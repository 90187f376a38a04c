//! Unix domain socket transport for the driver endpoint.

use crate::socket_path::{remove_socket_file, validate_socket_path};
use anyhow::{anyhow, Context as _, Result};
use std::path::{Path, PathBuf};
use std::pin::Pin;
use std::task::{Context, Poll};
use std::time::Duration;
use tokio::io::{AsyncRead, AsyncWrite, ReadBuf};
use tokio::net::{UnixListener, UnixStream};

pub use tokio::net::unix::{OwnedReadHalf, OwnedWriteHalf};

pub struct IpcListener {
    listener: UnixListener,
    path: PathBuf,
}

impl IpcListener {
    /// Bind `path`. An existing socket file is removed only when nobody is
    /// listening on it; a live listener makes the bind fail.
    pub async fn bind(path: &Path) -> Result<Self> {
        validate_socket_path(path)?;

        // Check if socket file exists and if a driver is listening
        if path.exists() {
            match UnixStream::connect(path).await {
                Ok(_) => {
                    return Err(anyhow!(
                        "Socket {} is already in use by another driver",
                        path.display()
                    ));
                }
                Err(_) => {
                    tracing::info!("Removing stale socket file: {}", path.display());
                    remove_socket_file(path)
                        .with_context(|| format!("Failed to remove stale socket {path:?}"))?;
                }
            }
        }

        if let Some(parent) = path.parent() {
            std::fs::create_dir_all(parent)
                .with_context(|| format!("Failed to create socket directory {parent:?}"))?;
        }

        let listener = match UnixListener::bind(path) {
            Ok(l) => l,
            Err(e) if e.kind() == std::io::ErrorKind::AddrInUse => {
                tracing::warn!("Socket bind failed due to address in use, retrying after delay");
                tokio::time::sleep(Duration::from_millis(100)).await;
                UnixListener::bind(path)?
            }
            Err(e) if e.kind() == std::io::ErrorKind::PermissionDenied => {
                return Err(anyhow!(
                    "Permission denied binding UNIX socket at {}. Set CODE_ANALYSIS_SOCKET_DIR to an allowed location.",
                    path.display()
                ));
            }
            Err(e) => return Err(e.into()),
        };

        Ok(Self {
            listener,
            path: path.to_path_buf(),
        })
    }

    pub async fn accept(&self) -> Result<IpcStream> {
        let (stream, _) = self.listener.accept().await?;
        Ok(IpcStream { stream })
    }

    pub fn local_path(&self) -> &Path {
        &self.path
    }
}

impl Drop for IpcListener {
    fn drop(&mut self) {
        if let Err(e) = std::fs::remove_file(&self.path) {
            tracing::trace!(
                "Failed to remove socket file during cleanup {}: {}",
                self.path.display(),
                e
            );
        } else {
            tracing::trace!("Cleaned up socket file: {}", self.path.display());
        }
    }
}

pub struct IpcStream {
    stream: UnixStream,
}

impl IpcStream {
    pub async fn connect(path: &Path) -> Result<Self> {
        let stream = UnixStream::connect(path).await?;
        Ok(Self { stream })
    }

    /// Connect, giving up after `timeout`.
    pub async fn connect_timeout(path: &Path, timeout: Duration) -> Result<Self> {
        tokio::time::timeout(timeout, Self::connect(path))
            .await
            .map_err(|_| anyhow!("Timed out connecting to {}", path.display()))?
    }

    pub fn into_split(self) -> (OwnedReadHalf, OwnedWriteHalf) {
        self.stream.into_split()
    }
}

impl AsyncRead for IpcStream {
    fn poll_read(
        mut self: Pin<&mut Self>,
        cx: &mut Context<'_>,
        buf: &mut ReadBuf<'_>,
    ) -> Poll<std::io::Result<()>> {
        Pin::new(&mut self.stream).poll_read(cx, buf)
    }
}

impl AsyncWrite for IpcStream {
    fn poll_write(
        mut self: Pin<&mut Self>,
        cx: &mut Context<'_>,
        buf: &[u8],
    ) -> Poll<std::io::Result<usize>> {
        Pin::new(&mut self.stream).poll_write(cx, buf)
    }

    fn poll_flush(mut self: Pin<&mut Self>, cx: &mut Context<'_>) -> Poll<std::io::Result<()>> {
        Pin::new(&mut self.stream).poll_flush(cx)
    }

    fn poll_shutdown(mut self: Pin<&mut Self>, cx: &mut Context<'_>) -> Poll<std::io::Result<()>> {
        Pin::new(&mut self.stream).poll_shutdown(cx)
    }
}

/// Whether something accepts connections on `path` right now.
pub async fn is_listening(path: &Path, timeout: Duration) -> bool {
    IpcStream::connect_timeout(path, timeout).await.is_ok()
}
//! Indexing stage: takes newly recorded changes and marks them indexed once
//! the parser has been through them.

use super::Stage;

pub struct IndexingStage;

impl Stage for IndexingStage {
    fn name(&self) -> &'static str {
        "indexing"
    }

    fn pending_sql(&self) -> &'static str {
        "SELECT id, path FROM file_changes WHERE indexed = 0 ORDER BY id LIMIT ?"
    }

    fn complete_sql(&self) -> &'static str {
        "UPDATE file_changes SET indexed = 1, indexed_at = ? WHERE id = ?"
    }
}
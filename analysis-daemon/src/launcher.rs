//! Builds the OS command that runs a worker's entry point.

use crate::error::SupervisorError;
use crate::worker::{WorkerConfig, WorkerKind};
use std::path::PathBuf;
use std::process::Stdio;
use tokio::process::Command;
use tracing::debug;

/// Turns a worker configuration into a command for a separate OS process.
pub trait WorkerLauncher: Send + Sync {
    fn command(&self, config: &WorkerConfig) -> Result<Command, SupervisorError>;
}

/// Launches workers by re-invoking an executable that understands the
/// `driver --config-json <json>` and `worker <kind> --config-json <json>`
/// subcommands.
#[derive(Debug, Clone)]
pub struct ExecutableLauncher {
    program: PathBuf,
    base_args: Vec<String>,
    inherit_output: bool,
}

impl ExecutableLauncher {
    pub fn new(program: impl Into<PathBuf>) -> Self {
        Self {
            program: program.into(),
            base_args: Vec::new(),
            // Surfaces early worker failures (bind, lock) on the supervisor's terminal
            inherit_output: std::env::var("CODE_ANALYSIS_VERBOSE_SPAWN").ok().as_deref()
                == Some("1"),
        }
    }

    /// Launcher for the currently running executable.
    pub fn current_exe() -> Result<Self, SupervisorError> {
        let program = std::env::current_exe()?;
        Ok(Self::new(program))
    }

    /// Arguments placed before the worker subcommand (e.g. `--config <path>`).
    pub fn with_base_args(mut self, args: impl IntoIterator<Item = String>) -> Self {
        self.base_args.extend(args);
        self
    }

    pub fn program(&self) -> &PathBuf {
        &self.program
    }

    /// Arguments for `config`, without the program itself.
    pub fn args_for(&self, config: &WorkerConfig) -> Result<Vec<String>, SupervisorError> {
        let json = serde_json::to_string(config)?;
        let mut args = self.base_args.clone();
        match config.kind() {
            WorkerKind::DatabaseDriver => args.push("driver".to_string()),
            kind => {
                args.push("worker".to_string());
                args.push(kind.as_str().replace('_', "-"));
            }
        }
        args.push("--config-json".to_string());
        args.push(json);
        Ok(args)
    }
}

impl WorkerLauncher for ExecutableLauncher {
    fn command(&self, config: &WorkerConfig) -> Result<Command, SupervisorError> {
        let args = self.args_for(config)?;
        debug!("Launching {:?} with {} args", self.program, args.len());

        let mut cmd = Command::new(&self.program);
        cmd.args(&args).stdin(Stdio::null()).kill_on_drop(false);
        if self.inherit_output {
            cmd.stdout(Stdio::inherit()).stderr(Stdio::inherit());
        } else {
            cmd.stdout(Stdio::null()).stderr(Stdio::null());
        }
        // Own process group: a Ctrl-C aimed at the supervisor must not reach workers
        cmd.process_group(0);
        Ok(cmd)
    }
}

* _Description of the task_: With the string "Arguments" as the key, filter the data above and show the lines that match.

* _Final answer_:
    /// Arguments placed before the worker subcommand (e.g. `--config <path>`).
    /// Arguments for `config`, without the program itself.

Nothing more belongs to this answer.